*** Opening of THE DATA ***

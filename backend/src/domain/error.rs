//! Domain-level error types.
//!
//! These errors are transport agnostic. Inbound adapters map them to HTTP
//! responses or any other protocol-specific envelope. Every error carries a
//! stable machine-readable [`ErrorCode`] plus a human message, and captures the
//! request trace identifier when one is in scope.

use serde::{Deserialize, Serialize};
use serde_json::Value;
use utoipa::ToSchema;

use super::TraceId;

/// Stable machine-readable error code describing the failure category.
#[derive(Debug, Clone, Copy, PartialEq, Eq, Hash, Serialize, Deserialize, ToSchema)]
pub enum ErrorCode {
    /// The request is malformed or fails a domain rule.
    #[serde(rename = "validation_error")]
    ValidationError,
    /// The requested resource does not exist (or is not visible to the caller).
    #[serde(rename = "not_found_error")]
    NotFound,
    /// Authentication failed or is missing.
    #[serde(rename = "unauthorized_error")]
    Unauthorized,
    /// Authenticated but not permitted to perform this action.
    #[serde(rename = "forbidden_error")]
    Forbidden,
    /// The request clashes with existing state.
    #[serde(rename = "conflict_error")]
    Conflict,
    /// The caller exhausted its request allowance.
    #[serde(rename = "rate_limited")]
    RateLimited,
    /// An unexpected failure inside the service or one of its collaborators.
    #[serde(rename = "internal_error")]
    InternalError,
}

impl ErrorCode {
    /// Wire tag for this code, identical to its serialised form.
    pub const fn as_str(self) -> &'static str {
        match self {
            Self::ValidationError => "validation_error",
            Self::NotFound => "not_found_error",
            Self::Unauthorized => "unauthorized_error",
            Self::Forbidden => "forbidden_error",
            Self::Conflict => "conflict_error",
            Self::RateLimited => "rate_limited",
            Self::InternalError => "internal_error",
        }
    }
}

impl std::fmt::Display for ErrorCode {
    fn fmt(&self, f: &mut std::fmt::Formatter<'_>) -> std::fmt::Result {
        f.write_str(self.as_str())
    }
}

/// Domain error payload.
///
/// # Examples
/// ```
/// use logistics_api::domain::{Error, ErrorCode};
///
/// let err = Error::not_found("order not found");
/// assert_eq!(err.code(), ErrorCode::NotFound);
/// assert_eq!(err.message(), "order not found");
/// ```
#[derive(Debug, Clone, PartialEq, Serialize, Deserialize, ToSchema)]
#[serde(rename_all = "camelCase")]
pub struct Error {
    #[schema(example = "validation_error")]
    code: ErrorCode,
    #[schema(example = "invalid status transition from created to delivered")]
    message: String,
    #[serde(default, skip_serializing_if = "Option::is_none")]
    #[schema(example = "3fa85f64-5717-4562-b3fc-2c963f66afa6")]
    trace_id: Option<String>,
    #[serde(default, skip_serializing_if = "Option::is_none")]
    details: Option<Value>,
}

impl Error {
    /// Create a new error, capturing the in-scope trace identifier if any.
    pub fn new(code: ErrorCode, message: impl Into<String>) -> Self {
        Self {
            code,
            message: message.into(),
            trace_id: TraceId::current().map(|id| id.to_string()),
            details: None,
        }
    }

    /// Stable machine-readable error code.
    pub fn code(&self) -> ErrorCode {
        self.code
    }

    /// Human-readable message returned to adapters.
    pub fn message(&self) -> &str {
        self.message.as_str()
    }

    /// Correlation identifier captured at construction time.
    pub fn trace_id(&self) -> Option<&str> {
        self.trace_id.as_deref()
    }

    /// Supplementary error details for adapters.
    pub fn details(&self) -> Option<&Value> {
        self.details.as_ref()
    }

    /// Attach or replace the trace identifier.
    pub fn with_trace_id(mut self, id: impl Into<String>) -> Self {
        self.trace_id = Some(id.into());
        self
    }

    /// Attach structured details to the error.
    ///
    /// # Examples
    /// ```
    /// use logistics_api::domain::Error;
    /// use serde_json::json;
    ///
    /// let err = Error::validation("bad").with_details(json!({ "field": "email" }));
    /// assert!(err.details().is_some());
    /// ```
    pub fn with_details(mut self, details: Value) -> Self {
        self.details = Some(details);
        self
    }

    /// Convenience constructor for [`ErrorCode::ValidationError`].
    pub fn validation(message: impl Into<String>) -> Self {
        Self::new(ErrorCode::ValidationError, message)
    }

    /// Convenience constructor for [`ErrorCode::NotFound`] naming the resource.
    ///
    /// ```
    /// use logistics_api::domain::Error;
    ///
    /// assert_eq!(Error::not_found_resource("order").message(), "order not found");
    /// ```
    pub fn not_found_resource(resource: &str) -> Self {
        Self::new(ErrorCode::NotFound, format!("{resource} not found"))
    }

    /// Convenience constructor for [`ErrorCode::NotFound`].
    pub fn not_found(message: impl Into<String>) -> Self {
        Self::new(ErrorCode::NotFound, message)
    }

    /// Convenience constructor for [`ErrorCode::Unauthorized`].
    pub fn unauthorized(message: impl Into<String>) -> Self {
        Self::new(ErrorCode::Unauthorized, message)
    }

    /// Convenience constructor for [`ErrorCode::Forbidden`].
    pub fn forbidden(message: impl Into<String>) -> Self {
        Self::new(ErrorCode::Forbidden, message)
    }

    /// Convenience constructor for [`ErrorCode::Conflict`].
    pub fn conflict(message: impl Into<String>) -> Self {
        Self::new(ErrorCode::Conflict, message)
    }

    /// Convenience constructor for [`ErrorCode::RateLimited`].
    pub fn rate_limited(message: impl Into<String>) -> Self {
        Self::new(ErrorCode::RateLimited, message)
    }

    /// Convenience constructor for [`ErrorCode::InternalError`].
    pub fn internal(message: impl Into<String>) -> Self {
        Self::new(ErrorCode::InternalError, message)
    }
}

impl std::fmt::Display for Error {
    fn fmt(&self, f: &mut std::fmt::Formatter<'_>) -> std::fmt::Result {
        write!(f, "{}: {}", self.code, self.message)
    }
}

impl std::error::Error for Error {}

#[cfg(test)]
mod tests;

*** Close of THE DATA ***

__INSTRUCTIONS FOR THE TASK__:
Where a line of the data holds "this", show that line.

__EXERCISE RESULT__:
    /// Authenticated but not permitted to perform this action.
    /// Wire tag for this code, identical to its serialised form.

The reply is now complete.